The question is what kind of lives do we wish to live? This is not such an easy question to ask or answer when you have been the recipient of unfair treatment at the hands of "the enemy." I recall one such example:

A woman with whom I have worked, we'll call Sharon, was informed by her son, Pete, that he planned on marrying a young lady who had quite the past. Now, her son had been raised to give folks a second chance, and so this was his inclination in pretty much every situation. In fact, he became an advocate for the downtrodden, a social worker.

Prior to the wedding, her son and "Hannah" confessed that her past included a significant bout with drugs, both using and dealing, prostitution and, subsequently, prison, after pleading guilty for theft. She had served her time. It seemed that Hannah had used the time to reflect on what she wished her life to be. Shortly after her release, she met Pete, got engaged and became pregnant. Her in-laws, sympathetic with her plight and her desire to do better, handled the wedding expenses, (her parents refused) and, when she lost her part-time job, they paid for the couple's shelter and other expenses. Eventually, Hannah began to ask, through her husband, that her in-laws provide for new cars, childcare for the twins, new clothing, jewelry and so forth. When they said this was not possible, Hannah subjected her groom's family to accusation of being non-loving, and withdrew the babies from the grandparents.

Of course, Grandma Sharon and Grandpa Ralph were dumbfounded. They admit freely that they did too much to help. Their motivation was clear: They wanted to give their son and his wife a break, a chance to save funds, to build a life, rather than get stuck in the past. The fact is that we get into trouble whenever we go to extremes: underpayment or overpayment. Hannah feels entitled to get a free ride. Her in-laws give too many.

What would you do? If these grandparents came to you for advise, what would you say? As it turns out, both were willing to do their work of taking responsibility for creating a trap for themselves. Each performed a scrutiny on just why it was that they felt the need to save their young, rather than allow them to stand on their own. The two did meet with the young couple, drew up some boundaries for their relationship and did what they could to begin anew on more solid ground. So far, so good.

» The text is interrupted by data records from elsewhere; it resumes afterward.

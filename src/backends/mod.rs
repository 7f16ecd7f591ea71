//! Matching backends.
//!
//! Each dictionary backend implements [`Matcher`] so the finder can run them
//! side by side over the same word split and snapshot.
//!
//! # Architecture
//!
//! ```text
//! ┌──────────────────────────────────────────────────────────┐
//! │ Dictionary path (check_entities)                         │
//! │                                                          │
//! │   split_words ─┬─► PlainValueMatcher ─┐                  │
//! │                │   (case-insensitive, │                  │
//! │                │    longest wins)     ├─► PriorityMerger │
//! │                └─► RegexMatcher ──────┘   (literal beats │
//! │                    (case-sensitive,       regex)         │
//! │                     one word)                            │
//! ├──────────────────────────────────────────────────────────┤
//! │ Engine path (find_entities_in_doc / recognize)           │
//! │                                                          │
//! │   tokens ─► VocabularyMatcher ─► SpanConflictResolver    │
//! └──────────────────────────────────────────────────────────┘
//! ```
//!
//! # Backend Comparison
//!
//! | Backend | Input | Case | Output |
//! |---------|-------|------|--------|
//! | `PlainValueMatcher` | words | insensitive | literal hits |
//! | `RegexMatcher` | single words | sensitive | regex hits |
//! | `VocabularyMatcher` | engine tokens | insensitive | token-span records |

pub mod lexicon;
pub mod priority;
pub mod regex;
pub mod vocabulary;

pub use lexicon::PlainValueMatcher;
pub use priority::PriorityMerger;
pub use self::regex::RegexMatcher;
pub use vocabulary::{Vocabulary, VocabularyMatcher};

use lexner_core::MatchHit;

use crate::store::StoreSnapshot;
use crate::words::Word;

/// A dictionary backend run by the dictionary path.
pub trait Matcher: Send + Sync {
    /// Find hits for `words` (split from `text`) against `snapshot`.
    fn find(&self, text: &str, words: &[Word<'_>], snapshot: &StoreSnapshot) -> Vec<MatchHit>;

    /// Short backend name used in logs.
    fn name(&self) -> &'static str;
}
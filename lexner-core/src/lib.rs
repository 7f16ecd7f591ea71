//! # lexner-core
//!
//! Core types for the lexner toolbox: shared data structures used across all crates.
//!
//! This crate provides:
//! - **Spans and records**: `Span`, `EntityRecord`, `DocumentEntitySet`
//! - **Dictionary matching output**: `MatchHit`, `SourceKind`, `EntityCheckResult`
//! - **Engine tokens**: `Token`, as handed over by a statistical NLP engine
//!
//! Nothing here compiles regexes or takes locks; the matching engine lives in
//! the `lexner` crate.

pub mod entity;
pub mod error;

pub use entity::{
    DocumentEntitySet, EntityCheckResult, EntityRecord, MatchHit, SourceKind, Span, Token,
};

pub use error::{Error, Result};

However, the question that arose was, "What do you do when you've been attacked by someone for whom you have felt love and compassion?" What then? Sharon and Ralph, understandably, felt treated unjustly. They found it difficult to reengage with their daughter-in-law, and the relationship with their son was now strained. Although they talked out their situation, hard feelings remained. Their hearts were troubled. I asked them: "What does your heart need?" The answer was swift: "To feel better." Next question: "What would make your heart feel better?" Pause.

The answer came slowly. Both mama and papa knew they could not change their daughter-in-law, who had come from an abusive background drenched in addiction. They also knew they did not wish to lose their son, nor their grandchildren. What their hearts needed was to find joy again, lightness and warmth. They needed to unload the stone in their hearts, which Hannah's enraged attacks had brought into their home. Yet how could they feel better, when the situation seemed lousy?

Good point. Who cannot relate? How do you move on? How do you love your enemy? Below are a few pointers:

1. Remember to give yourself a little credit. You have done the best you could, given your understanding of your situation.

2. Ask yourself this question: If you gave up trying to change your "enemy," what would this free up in you? For the parents, they realized it would free up their fear that they would lose their son and grandson.

3. Ask yourself: What would free you up to love yourself more sincerely, through what has happened? In this case, mama had been a "do-gooder" much of her life and spent too much energy working too hard to do so. Dad felt guilty for working such long hours and guilty that he'd not spent enough time with his boy growing up. Each had to develop patience with themselves to make new decisions about who they needed to be in order to be loved.

4. Do what you must to forgive yourself for whatever role you may have played, for whatever story you've been telling yourselves that is simply a fairy tale. In their case, the elder couple had hoped that their son's marriage would produce a "happy-ever after" scenario, if they just fed the young couple funds and unconditional support. It was time to tell themselves the truth and forgive themselves for being human. The truth was that they'd raised their kids with the "love your enemy" dictate but had forgotten to emphasize the imperative of boundaries and self-care when dealing with those they did not know well. The truth was that they were very disappointed at their son's selection but did not know what to do. Instead, they overcompensated by doing too much. What story have you been telling yourself that is untrue?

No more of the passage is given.